**EXERCISE:** Report every line below that has the string "Ordering" in it.

**AVAILABLE RECORDS:**
=== Begin Enclosure ===
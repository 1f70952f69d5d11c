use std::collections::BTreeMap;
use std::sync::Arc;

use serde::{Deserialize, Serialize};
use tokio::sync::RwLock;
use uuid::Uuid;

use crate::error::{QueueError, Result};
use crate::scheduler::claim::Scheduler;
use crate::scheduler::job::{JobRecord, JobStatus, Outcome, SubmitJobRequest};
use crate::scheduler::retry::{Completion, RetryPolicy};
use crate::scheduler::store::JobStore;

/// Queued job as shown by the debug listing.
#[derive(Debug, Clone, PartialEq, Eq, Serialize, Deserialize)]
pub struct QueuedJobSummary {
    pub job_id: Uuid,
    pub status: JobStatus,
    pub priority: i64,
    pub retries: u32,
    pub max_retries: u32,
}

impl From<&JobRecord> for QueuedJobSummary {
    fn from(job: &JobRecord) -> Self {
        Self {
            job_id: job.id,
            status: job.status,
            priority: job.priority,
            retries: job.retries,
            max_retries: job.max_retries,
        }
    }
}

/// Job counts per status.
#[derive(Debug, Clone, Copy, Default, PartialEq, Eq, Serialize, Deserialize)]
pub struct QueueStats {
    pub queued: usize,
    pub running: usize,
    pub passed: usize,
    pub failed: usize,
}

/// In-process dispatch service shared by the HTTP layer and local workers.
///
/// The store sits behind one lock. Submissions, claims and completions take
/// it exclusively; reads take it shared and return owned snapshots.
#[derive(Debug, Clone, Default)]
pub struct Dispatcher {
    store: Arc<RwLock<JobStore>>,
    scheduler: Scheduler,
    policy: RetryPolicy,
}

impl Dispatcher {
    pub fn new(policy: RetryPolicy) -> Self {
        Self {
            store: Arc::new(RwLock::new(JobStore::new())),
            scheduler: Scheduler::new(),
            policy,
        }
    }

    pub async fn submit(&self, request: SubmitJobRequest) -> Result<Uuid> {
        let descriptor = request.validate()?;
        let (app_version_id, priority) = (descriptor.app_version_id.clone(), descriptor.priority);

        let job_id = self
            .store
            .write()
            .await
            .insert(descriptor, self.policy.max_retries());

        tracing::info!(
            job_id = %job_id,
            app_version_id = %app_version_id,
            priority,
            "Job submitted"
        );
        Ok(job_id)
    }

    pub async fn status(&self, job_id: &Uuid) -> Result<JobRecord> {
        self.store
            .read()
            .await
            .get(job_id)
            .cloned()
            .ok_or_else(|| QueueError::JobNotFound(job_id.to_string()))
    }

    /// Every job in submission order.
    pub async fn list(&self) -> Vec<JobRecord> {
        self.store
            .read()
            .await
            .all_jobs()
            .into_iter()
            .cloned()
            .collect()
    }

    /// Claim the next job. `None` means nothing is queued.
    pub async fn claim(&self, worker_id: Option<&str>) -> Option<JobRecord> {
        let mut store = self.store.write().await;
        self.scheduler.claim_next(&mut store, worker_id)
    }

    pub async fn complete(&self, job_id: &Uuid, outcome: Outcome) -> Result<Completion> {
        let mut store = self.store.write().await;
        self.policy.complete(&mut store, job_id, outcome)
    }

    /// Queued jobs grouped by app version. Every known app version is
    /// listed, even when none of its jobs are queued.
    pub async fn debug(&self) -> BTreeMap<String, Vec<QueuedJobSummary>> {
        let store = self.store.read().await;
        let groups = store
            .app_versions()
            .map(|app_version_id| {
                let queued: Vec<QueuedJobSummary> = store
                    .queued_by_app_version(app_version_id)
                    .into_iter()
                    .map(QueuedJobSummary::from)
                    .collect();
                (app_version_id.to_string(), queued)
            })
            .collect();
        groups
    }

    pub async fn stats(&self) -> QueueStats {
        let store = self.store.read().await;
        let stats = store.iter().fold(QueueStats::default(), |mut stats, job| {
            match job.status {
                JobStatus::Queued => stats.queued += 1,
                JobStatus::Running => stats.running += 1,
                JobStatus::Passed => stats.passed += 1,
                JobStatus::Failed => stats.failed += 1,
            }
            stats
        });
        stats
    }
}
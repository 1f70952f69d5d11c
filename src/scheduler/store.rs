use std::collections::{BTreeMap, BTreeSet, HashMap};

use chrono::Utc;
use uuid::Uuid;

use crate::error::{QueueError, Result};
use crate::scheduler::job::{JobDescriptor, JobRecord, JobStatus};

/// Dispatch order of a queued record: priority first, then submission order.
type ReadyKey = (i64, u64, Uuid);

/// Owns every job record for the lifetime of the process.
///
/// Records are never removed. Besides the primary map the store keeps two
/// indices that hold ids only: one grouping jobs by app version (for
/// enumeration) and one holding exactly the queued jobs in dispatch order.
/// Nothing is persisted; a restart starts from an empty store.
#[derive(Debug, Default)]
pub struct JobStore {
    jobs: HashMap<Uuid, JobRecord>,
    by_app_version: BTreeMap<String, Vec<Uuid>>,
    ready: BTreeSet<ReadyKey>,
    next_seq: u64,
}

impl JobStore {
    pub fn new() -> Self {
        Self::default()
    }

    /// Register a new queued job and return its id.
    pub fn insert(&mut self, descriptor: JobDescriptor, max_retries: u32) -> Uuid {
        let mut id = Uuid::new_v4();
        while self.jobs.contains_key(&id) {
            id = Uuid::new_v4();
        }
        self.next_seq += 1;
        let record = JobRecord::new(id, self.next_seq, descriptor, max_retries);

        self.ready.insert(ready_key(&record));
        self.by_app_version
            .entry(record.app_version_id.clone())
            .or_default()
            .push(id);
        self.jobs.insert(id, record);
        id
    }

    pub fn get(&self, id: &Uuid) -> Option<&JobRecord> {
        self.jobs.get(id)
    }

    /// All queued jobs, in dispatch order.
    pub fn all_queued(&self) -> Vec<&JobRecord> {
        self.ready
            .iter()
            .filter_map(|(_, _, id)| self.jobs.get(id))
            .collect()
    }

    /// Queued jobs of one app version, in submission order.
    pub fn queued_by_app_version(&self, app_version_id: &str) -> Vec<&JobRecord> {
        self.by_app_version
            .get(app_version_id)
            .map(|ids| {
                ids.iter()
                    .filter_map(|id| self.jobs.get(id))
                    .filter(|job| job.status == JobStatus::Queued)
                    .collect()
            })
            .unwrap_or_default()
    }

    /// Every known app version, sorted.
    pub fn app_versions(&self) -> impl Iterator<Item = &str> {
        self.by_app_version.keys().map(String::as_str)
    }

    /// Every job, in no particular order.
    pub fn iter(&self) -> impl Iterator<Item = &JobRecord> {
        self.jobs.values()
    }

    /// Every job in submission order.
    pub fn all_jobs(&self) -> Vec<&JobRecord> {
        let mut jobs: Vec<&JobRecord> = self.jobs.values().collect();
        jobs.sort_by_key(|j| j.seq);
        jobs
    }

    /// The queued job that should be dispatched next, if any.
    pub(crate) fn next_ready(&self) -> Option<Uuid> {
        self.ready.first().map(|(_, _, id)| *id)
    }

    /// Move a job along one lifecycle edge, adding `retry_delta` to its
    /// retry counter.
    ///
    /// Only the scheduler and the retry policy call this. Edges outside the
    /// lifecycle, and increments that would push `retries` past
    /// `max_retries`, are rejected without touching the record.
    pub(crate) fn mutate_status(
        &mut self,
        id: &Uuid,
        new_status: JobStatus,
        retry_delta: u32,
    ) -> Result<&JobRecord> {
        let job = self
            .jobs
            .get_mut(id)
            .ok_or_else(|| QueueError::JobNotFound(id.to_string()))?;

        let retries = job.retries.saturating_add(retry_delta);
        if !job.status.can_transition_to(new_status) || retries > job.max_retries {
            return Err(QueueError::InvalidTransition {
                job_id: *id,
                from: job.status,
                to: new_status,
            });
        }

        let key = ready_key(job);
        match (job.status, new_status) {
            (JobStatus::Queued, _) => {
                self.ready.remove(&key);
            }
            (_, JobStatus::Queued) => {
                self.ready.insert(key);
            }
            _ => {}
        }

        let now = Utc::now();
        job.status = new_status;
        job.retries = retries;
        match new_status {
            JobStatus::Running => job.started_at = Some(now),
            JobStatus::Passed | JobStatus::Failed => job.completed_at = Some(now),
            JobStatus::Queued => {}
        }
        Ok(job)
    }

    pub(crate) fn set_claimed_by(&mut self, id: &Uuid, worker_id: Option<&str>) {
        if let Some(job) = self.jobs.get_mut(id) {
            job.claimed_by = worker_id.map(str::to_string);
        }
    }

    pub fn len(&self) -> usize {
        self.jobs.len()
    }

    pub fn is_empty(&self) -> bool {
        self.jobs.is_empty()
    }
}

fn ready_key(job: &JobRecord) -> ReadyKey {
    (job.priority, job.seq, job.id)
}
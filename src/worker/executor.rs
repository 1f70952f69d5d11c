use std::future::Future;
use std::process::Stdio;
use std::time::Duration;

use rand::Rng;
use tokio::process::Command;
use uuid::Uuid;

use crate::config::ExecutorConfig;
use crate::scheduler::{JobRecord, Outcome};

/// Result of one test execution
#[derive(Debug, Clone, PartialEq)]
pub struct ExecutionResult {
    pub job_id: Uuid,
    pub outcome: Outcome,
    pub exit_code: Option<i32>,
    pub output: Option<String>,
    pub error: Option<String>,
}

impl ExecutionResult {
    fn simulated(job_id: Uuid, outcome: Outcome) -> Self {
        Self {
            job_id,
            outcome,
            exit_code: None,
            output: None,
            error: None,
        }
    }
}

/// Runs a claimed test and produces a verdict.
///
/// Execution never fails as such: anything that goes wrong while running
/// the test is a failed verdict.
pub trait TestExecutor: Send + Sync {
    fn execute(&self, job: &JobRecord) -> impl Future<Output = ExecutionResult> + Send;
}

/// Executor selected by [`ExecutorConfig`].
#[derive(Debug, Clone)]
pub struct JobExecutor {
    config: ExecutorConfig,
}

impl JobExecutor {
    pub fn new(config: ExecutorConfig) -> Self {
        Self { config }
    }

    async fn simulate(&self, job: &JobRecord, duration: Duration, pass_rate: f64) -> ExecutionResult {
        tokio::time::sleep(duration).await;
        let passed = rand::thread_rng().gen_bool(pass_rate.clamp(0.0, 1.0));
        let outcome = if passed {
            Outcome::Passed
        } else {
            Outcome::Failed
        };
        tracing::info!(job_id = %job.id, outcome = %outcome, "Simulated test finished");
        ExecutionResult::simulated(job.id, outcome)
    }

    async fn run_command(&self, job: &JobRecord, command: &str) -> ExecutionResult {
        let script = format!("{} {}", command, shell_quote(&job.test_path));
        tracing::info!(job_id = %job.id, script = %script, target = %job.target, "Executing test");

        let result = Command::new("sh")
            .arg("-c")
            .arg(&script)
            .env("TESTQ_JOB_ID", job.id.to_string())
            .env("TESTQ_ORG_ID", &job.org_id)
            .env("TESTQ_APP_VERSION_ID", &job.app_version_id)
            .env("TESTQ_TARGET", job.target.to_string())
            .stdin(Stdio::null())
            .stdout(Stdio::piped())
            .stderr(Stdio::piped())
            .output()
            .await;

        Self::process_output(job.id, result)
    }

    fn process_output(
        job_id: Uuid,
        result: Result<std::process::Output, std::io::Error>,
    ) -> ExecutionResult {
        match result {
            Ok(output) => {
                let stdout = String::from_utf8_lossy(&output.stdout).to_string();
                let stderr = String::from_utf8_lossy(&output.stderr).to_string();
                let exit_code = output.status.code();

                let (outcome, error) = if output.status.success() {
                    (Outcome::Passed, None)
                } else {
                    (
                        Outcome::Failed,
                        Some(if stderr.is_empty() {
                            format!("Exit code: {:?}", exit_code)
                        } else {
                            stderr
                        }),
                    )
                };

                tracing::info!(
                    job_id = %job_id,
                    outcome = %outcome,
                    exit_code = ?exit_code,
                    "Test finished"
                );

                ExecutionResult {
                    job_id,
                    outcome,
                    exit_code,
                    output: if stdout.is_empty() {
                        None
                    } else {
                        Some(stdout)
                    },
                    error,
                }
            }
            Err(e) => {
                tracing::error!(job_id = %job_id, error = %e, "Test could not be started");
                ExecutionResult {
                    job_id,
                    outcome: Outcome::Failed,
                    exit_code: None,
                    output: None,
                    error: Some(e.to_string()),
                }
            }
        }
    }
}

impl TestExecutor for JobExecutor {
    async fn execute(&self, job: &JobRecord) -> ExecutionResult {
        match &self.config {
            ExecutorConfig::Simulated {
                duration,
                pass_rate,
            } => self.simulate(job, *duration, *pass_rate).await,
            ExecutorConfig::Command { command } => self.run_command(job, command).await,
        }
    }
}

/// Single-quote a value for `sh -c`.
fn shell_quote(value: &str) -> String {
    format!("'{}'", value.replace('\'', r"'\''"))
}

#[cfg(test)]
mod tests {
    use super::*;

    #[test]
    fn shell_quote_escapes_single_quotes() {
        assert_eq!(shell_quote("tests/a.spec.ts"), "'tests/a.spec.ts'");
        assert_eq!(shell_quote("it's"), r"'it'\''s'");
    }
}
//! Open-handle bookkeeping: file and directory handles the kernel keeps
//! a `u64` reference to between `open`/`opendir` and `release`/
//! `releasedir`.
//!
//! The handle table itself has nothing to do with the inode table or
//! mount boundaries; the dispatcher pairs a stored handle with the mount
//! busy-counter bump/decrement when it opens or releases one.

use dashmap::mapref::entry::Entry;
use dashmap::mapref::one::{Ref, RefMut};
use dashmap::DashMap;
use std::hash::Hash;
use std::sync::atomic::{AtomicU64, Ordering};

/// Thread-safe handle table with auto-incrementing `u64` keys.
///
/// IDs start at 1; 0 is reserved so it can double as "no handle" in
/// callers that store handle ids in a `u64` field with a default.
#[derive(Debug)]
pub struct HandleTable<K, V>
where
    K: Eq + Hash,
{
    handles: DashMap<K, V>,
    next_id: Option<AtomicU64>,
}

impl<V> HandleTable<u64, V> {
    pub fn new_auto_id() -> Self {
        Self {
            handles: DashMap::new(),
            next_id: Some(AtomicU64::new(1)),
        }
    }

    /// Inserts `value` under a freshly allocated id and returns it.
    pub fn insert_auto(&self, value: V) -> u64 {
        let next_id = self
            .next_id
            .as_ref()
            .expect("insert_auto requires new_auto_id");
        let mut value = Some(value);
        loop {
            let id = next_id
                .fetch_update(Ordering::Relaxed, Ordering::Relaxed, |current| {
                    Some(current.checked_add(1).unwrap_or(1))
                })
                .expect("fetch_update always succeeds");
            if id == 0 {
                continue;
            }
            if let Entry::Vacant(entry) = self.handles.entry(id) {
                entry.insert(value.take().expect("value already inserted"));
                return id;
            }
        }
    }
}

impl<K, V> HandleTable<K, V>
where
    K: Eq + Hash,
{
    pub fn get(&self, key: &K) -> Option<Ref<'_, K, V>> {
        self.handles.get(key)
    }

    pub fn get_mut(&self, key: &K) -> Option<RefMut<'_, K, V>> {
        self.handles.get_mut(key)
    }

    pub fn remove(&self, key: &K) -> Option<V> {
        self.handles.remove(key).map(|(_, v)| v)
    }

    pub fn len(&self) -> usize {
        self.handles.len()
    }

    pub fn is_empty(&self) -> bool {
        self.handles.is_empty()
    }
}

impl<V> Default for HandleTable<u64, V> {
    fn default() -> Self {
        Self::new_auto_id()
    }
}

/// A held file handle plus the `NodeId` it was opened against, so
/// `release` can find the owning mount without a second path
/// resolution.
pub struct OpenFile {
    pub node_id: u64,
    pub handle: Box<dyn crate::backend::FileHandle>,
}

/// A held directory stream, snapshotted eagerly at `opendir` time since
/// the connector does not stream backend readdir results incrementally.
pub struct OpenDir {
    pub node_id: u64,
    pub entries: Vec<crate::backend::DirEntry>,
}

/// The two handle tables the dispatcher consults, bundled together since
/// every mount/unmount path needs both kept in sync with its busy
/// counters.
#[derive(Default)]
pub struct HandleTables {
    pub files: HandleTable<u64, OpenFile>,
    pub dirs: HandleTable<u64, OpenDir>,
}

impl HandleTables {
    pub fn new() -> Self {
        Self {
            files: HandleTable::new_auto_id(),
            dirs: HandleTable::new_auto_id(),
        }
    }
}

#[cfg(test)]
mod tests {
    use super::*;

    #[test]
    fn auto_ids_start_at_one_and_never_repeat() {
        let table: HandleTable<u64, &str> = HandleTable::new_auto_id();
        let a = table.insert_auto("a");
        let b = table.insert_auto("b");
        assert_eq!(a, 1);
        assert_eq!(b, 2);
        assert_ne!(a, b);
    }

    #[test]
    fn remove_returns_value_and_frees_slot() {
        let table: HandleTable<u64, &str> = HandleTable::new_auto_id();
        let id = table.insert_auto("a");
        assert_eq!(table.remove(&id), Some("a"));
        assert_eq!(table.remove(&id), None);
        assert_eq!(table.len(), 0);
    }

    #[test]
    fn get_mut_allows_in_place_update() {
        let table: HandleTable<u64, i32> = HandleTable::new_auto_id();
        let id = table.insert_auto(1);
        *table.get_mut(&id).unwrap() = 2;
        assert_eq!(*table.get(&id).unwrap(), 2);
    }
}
=== End Enclosure ===
**ANSWER SECTION:**
use std::sync::atomic::{AtomicU64, Ordering};
                .fetch_update(Ordering::Relaxed, Ordering::Relaxed, |current| {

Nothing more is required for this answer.